What the exercise asks: Establish how many lines in the entries hold the string "into". The number by itself is the whole answer.
[Opening Extracted data section]
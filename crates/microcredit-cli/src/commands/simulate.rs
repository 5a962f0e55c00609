use chrono::NaiveDate;
use clap::Args;
use rust_decimal::Decimal;
use serde_json::Value;

use microcredit_core::schedule::{self, InsuranceModel, LoanRequest};

use crate::commands::{FrequencyArg, TierArg};
use crate::input;

/// Arguments for a full loan simulation
#[derive(Args)]
pub struct SimulateArgs {
    /// Path to JSON input file (overrides individual flags)
    #[arg(long)]
    pub input: Option<String>,

    /// Loan principal in COP
    #[arg(long)]
    pub principal: Option<Decimal>,

    /// Number of payment periods
    #[arg(long)]
    pub term: Option<u32>,

    /// Annual effective rate as a fraction (0.28 = 28% EA)
    #[arg(long, alias = "tea")]
    pub annual_rate: Option<Decimal>,

    /// Payment cadence
    #[arg(long, value_enum, default_value = "monthly")]
    pub frequency: FrequencyArg,

    /// Flat per-period insurance amount
    #[arg(long)]
    pub insurance: Option<Decimal>,

    /// Insurance as a percentage of the payment (overrides --insurance)
    #[arg(long)]
    pub insurance_pct: Option<Decimal>,

    /// Extra contribution on top of the payment, for term reduction
    #[arg(long, default_value = "0")]
    pub extra: Decimal,

    /// Product tier (derived from the principal band when omitted)
    #[arg(long, value_enum)]
    pub tier: Option<TierArg>,

    /// First payment date (YYYY-MM-DD); rows carry projected dates
    #[arg(long)]
    pub first_payment_date: Option<NaiveDate>,
}

pub fn run_simulate(args: SimulateArgs) -> Result<Value, Box<dyn std::error::Error>> {
    let request: LoanRequest = if let Some(ref path) = args.input {
        input::read_json(path)?
    } else if let Some(data) = input::read_stdin()? {
        serde_json::from_value(data)?
    } else {
        let insurance = match (args.insurance_pct, args.insurance) {
            (Some(pct), _) => InsuranceModel::PercentOfPayment(pct),
            (None, Some(amount)) => InsuranceModel::FlatAmount(amount),
            (None, None) => InsuranceModel::default(),
        };
        LoanRequest {
            principal: args
                .principal
                .ok_or("--principal is required (or provide --input)")?,
            term_periods: args.term.ok_or("--term is required (or provide --input)")?,
            annual_rate: args
                .annual_rate
                .ok_or("--annual-rate is required (or provide --input)")?,
            frequency: args.frequency.into(),
            insurance,
            extra_contribution: args.extra,
            tier: args.tier.map(Into::into),
            first_payment_date: args.first_payment_date,
        }
    };

    let result = schedule::simulate(&request)?;
    Ok(serde_json::to_value(result)?)
}
use clap::Args;
use rust_decimal::Decimal;
use serde_json::{json, Value};

use microcredit_core::rates;
use microcredit_core::PaymentFrequency;

use crate::commands::FrequencyArg;

/// Arguments for rate conversion
#[derive(Args)]
pub struct RateArgs {
    /// Annual effective rate to convert down (0.28 = 28% EA)
    #[arg(long, conflicts_with = "periodic")]
    pub annual: Option<Decimal>,

    /// Periodic rate to convert up
    #[arg(long)]
    pub periodic: Option<Decimal>,

    /// Payment cadence
    #[arg(long, value_enum, default_value = "monthly")]
    pub frequency: FrequencyArg,
}

pub fn run_rate(args: RateArgs) -> Result<Value, Box<dyn std::error::Error>> {
    let frequency: PaymentFrequency = args.frequency.into();

    let (annual, periodic) = match (args.annual, args.periodic) {
        (Some(annual), None) => {
            let periodic = rates::annual_effective_to_periodic(annual, frequency)?;
            (annual, periodic)
        }
        (None, Some(periodic)) => {
            let annual = rates::periodic_to_annual_effective(periodic, frequency)?;
            (annual, periodic)
        }
        _ => return Err("provide exactly one of --annual or --periodic".into()),
    };

    Ok(json!({
        "annual_rate": annual.to_string(),
        "periodic_rate": periodic.to_string(),
        "periods_per_year": frequency.periods_per_year(),
    }))
}
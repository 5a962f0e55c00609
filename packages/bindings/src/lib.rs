use napi::Result as NapiResult;
use napi_derive::napi;

use serde::Deserialize;

/// Convert any Display error into a napi::Error.
fn to_napi_error(e: impl std::fmt::Display) -> napi::Error {
    napi::Error::from_reason(e.to_string())
}

// ---------------------------------------------------------------------------
// Simulation
// ---------------------------------------------------------------------------

#[napi]
pub fn simulate_loan(input_json: String) -> NapiResult<String> {
    let request: microcredit_core::schedule::LoanRequest =
        serde_json::from_str(&input_json).map_err(to_napi_error)?;
    let output = microcredit_core::schedule::simulate(&request).map_err(to_napi_error)?;
    serde_json::to_string(&output).map_err(to_napi_error)
}

#[napi]
pub fn build_schedule(input_json: String) -> NapiResult<String> {
    let params: microcredit_core::schedule::ScheduleParams =
        serde_json::from_str(&input_json).map_err(to_napi_error)?;
    let output = microcredit_core::schedule::build_schedule(&params).map_err(to_napi_error)?;
    serde_json::to_string(&output).map_err(to_napi_error)
}

// ---------------------------------------------------------------------------
// Rates & compliance
// ---------------------------------------------------------------------------

#[derive(Deserialize)]
struct RateConversionInput {
    annual_rate: Option<microcredit_core::Rate>,
    periodic_rate: Option<microcredit_core::Rate>,
    #[serde(default)]
    frequency: microcredit_core::PaymentFrequency,
}

#[napi]
pub fn convert_rate(input_json: String) -> NapiResult<String> {
    let input: RateConversionInput = serde_json::from_str(&input_json).map_err(to_napi_error)?;

    let (annual, periodic) = match (input.annual_rate, input.periodic_rate) {
        (Some(annual), None) => {
            let periodic =
                microcredit_core::rates::annual_effective_to_periodic(annual, input.frequency)
                    .map_err(to_napi_error)?;
            (annual, periodic)
        }
        (None, Some(periodic)) => {
            let annual =
                microcredit_core::rates::periodic_to_annual_effective(periodic, input.frequency)
                    .map_err(to_napi_error)?;
            (annual, periodic)
        }
        _ => {
            return Err(napi::Error::from_reason(
                "provide exactly one of annual_rate or periodic_rate",
            ))
        }
    };

    serde_json::to_string(&serde_json::json!({
        "annual_rate": annual.to_string(),
        "periodic_rate": periodic.to_string(),
        "periods_per_year": input.frequency.periods_per_year(),
    }))
    .map_err(to_napi_error)
}

#[derive(Deserialize)]
struct ComplianceCheckInput {
    periodic_rate: microcredit_core::Rate,
    caps: microcredit_core::compliance::RateCaps,
    #[serde(default)]
    frequency: microcredit_core::PaymentFrequency,
}

#[napi]
pub fn check_rate_compliance(input_json: String) -> NapiResult<String> {
    let input: ComplianceCheckInput = serde_json::from_str(&input_json).map_err(to_napi_error)?;
    let status = microcredit_core::compliance::check_compliance(
        input.periodic_rate,
        &input.caps,
        input.frequency,
    )
    .map_err(to_napi_error)?;
    serde_json::to_string(&status).map_err(to_napi_error)
}
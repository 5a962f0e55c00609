//! Product tiers by principal band.
//!
//! Colombian consumer credit splits into a low-amount regime (crédito de
//! consumo de bajo monto) with its own certified reference rate, and the
//! ordinary consumer regime. Each band carries the regulatory caps, a
//! maximum term, and the default quoted rate for the simulator.

use rust_decimal::Decimal;
use rust_decimal_macros::dec;
use serde::{Deserialize, Serialize};

use crate::compliance::RateCaps;
use crate::types::{Money, Rate};

/// Principal ceiling for the low-amount band.
const LOW_AMOUNT_MAX_PRINCIPAL: Decimal = dec!(2_000_000);

/// Statutory usury factor: ceiling = 1.5 × certified reference.
const USURY_FACTOR: Decimal = dec!(1.5);

/// Category key selecting a product tier.
#[derive(Debug, Clone, Copy, PartialEq, Eq, Serialize, Deserialize)]
#[serde(rename_all = "kebab-case")]
pub enum TierKey {
    LowAmount,
    Standard,
}

/// Regulatory caps and default bounds for one principal band.
#[derive(Debug, Clone, Copy, PartialEq, Eq, Serialize, Deserialize)]
pub struct ProductTier {
    pub key: TierKey,
    /// Inclusive upper bound of the band, None for the open-ended top band.
    pub max_principal: Option<Money>,
    pub caps: RateCaps,
    pub max_term_periods: u32,
    pub default_annual_rate: Rate,
}

impl ProductTier {
    /// The tier configuration for `key`.
    pub fn get(key: TierKey) -> ProductTier {
        match key {
            TierKey::LowAmount => ProductTier {
                key,
                max_principal: Some(LOW_AMOUNT_MAX_PRINCIPAL),
                caps: RateCaps {
                    reference_annual: dec!(0.3653),
                    ceiling_annual: dec!(0.3653) * USURY_FACTOR,
                },
                max_term_periods: 24,
                default_annual_rate: dec!(0.28),
            },
            TierKey::Standard => ProductTier {
                key,
                max_principal: None,
                caps: RateCaps {
                    reference_annual: dec!(0.2635),
                    ceiling_annual: dec!(0.2635) * USURY_FACTOR,
                },
                max_term_periods: 36,
                default_annual_rate: dec!(0.24),
            },
        }
    }

    /// Select the tier whose principal band contains `principal`.
    pub fn for_principal(principal: Money) -> ProductTier {
        if principal <= LOW_AMOUNT_MAX_PRINCIPAL {
            ProductTier::get(TierKey::LowAmount)
        } else {
            ProductTier::get(TierKey::Standard)
        }
    }

    /// All tiers, low band first.
    pub fn all() -> Vec<ProductTier> {
        vec![
            ProductTier::get(TierKey::LowAmount),
            ProductTier::get(TierKey::Standard),
        ]
    }
}

#[cfg(test)]
mod tests {
    use super::*;
    use rust_decimal_macros::dec;

    #[test]
    fn test_band_selection() {
        assert_eq!(
            ProductTier::for_principal(dec!(1_200_000)).key,
            TierKey::LowAmount
        );
        assert_eq!(
            ProductTier::for_principal(dec!(5_000_000)).key,
            TierKey::Standard
        );
    }

    #[test]
    fn test_band_edge_is_low_amount() {
        assert_eq!(
            ProductTier::for_principal(dec!(2_000_000)).key,
            TierKey::LowAmount
        );
        assert_eq!(
            ProductTier::for_principal(dec!(2_000_000.01)).key,
            TierKey::Standard
        );
    }

    #[test]
    fn test_default_rates_within_caps() {
        for tier in ProductTier::all() {
            assert!(
                tier.default_annual_rate <= tier.caps.ceiling_annual,
                "{:?} default rate exceeds its own ceiling",
                tier.key
            );
        }
    }

    #[test]
    fn test_low_amount_caps_above_standard() {
        let low = ProductTier::get(TierKey::LowAmount);
        let std_tier = ProductTier::get(TierKey::Standard);
        assert!(low.caps.reference_annual > std_tier.caps.reference_annual);
        assert!(low.max_term_periods < std_tier.max_term_periods);
    }
}
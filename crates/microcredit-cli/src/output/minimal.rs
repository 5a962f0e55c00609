use serde_json::Value;

/// Print just the headline figures from the output.
///
/// For a simulation that is the payment, the total, and the compliance
/// status; for other commands, the first well-known field that is present.
pub fn print_minimal(value: &Value) {
    let result_obj = value
        .as_object()
        .and_then(|m| m.get("result"))
        .unwrap_or(value);

    // A simulation result: payment / total / status on one line each
    if let Some(schedule) = result_obj.get("schedule") {
        if let Some(payment) = schedule.get("periodic_payment") {
            println!("periodic_payment: {}", format_minimal(payment));
        }
        if let Some(total) = schedule.get("total_paid") {
            println!("total_paid: {}", format_minimal(total));
        }
        if let Some(status) = result_obj.get("compliance") {
            println!("compliance: {}", format_minimal(status));
        }
        if let Some(reduced) = result_obj.get("reduced_term_periods") {
            if !reduced.is_null() {
                println!("reduced_term_periods: {}", format_minimal(reduced));
            }
        }
        return;
    }

    // Priority list of key output fields for the other commands
    let priority_keys = [
        "periodic_payment",
        "total_paid",
        "periodic_rate",
        "annual_rate",
        "status",
    ];

    if let Value::Object(map) = result_obj {
        for key in &priority_keys {
            if let Some(val) = map.get(*key) {
                if !val.is_null() {
                    println!("{}", format_minimal(val));
                    return;
                }
            }
        }

        if let Some((key, val)) = map.iter().next() {
            println!("{}: {}", key, format_minimal(val));
            return;
        }
    }

    println!("{}", format_minimal(result_obj));
}

fn format_minimal(value: &Value) -> String {
    match value {
        Value::String(s) => s.clone(),
        Value::Number(n) => n.to_string(),
        Value::Bool(b) => b.to_string(),
        Value::Null => "null".to_string(),
        _ => serde_json::to_string(value).unwrap_or_default(),
    }
}
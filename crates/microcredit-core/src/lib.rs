pub mod error;
pub mod rates;
pub mod schedule;
pub mod term_reduction;
pub mod types;

#[cfg(feature = "compliance")]
pub mod compliance;

#[cfg(feature = "compliance")]
pub mod tiers;

pub use error::MicrocreditError;
pub use types::*;

/// Standard result type for all microcredit operations
pub type MicrocreditResult<T> = Result<T, MicrocreditError>;
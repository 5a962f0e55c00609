use chrono::NaiveDate;
use clap::Args;
use rust_decimal::Decimal;
use serde_json::Value;

use microcredit_core::schedule::{build_schedule, InsuranceModel, ScheduleParams};

use crate::commands::FrequencyArg;
use crate::input;

/// Arguments for a raw amortization schedule
#[derive(Args)]
pub struct ScheduleArgs {
    /// Path to JSON input file (overrides individual flags)
    #[arg(long)]
    pub input: Option<String>,

    /// Loan principal in COP
    #[arg(long)]
    pub principal: Option<Decimal>,

    /// Periodic rate, already normalized to the payment cadence
    #[arg(long)]
    pub periodic_rate: Option<Decimal>,

    /// Number of payment periods
    #[arg(long)]
    pub term: Option<u32>,

    /// Flat per-period insurance amount
    #[arg(long, default_value = "0")]
    pub insurance: Decimal,

    /// Payment cadence (used for payment-date projection)
    #[arg(long, value_enum, default_value = "monthly")]
    pub frequency: FrequencyArg,

    /// First payment date (YYYY-MM-DD)
    #[arg(long)]
    pub first_payment_date: Option<NaiveDate>,
}

pub fn run_schedule(args: ScheduleArgs) -> Result<Value, Box<dyn std::error::Error>> {
    let params: ScheduleParams = if let Some(ref path) = args.input {
        input::read_json(path)?
    } else if let Some(data) = input::read_stdin()? {
        serde_json::from_value(data)?
    } else {
        ScheduleParams {
            principal: args
                .principal
                .ok_or("--principal is required (or provide --input)")?,
            periodic_rate: args
                .periodic_rate
                .ok_or("--periodic-rate is required (or provide --input)")?,
            term_periods: args.term.ok_or("--term is required (or provide --input)")?,
            insurance: InsuranceModel::FlatAmount(args.insurance),
            frequency: args.frequency.into(),
            first_payment_date: args.first_payment_date,
        }
    };

    let result = build_schedule(&params)?;
    Ok(serde_json::to_value(result)?)
}
use serde_json::Value;
use tabled::{builder::Builder, Table};

use super::find_schedule_rows;

/// Columns for the amortization table, in display order.
const ROW_COLUMNS: [&str; 7] = [
    "period",
    "payment_date",
    "interest",
    "capital",
    "insurance",
    "total_payment",
    "remaining_balance",
];

/// Format output as tables: a summary of the scalar fields, then the
/// amortization rows when the command produced a schedule.
pub fn print_table(value: &Value) {
    match value {
        Value::Object(map) => {
            let result = map.get("result").unwrap_or(value);
            print_summary_table(result);

            if let Some(rows) = find_schedule_rows(value) {
                if !rows.is_empty() {
                    println!();
                    print_schedule_table(rows);
                }
            }

            print_envelope_notes(map);
        }
        Value::Array(arr) => print_array_table(arr),
        _ => println!("{}", value),
    }
}

/// Scalar fields of the result, with nested schedule totals lifted up and
/// the row array left to its own table.
fn print_summary_table(result: &Value) {
    let Value::Object(map) = result else {
        println!("{}", result);
        return;
    };

    let mut builder = Builder::default();
    builder.push_record(["Field", "Value"]);

    for (key, val) in map {
        match val {
            Value::Object(nested) if key == "schedule" => {
                for (nested_key, nested_val) in nested {
                    if nested_key == "rows" {
                        continue;
                    }
                    builder.push_record([nested_key.as_str(), &format_value(nested_val)]);
                }
            }
            Value::Array(_) if key == "rows" => continue,
            _ => builder.push_record([key.as_str(), &format_value(val)]),
        }
    }

    println!("{}", Table::from(builder));
}

fn print_schedule_table(rows: &[Value]) {
    // Hide the date column when no row carries one
    let has_dates = rows
        .iter()
        .any(|r| r.get("payment_date").map(|d| !d.is_null()).unwrap_or(false));
    let columns: Vec<&str> = ROW_COLUMNS
        .iter()
        .copied()
        .filter(|c| *c != "payment_date" || has_dates)
        .collect();

    let mut builder = Builder::default();
    builder.push_record(columns.clone());

    for row in rows {
        if let Value::Object(map) = row {
            let record: Vec<String> = columns
                .iter()
                .map(|c| map.get(*c).map(format_value).unwrap_or_default())
                .collect();
            builder.push_record(record);
        }
    }

    println!("{}", Table::from(builder));
}

fn print_array_table(arr: &[Value]) {
    if arr.is_empty() {
        println!("(empty)");
        return;
    }

    if let Some(Value::Object(first)) = arr.first() {
        let headers: Vec<String> = first.keys().cloned().collect();
        let mut builder = Builder::default();
        builder.push_record(&headers);

        for item in arr {
            if let Value::Object(map) = item {
                let row: Vec<String> = headers
                    .iter()
                    .map(|h| map.get(h.as_str()).map(format_value).unwrap_or_default())
                    .collect();
                builder.push_record(row);
            }
        }

        println!("{}", Table::from(builder));
    } else {
        for item in arr {
            println!("{}", format_value(item));
        }
    }
}

fn print_envelope_notes(envelope: &serde_json::Map<String, Value>) {
    if let Some(Value::Array(warnings)) = envelope.get("warnings") {
        if !warnings.is_empty() {
            println!("\nWarnings:");
            for w in warnings {
                if let Value::String(s) = w {
                    println!("  - {}", s);
                }
            }
        }
    }

    if let Some(Value::String(meth)) = envelope.get("methodology") {
        println!("\nMethodology: {}", meth);
    }
}

fn format_value(value: &Value) -> String {
    match value {
        Value::String(s) => s.clone(),
        Value::Number(n) => n.to_string(),
        Value::Bool(b) => b.to_string(),
        Value::Null => "null".to_string(),
        Value::Array(arr) => {
            let items: Vec<String> = arr.iter().map(format_value).collect();
            items.join(", ")
        }
        Value::Object(_) => serde_json::to_string(value).unwrap_or_default(),
    }
}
[Closing Extracted data section]
Written response: 7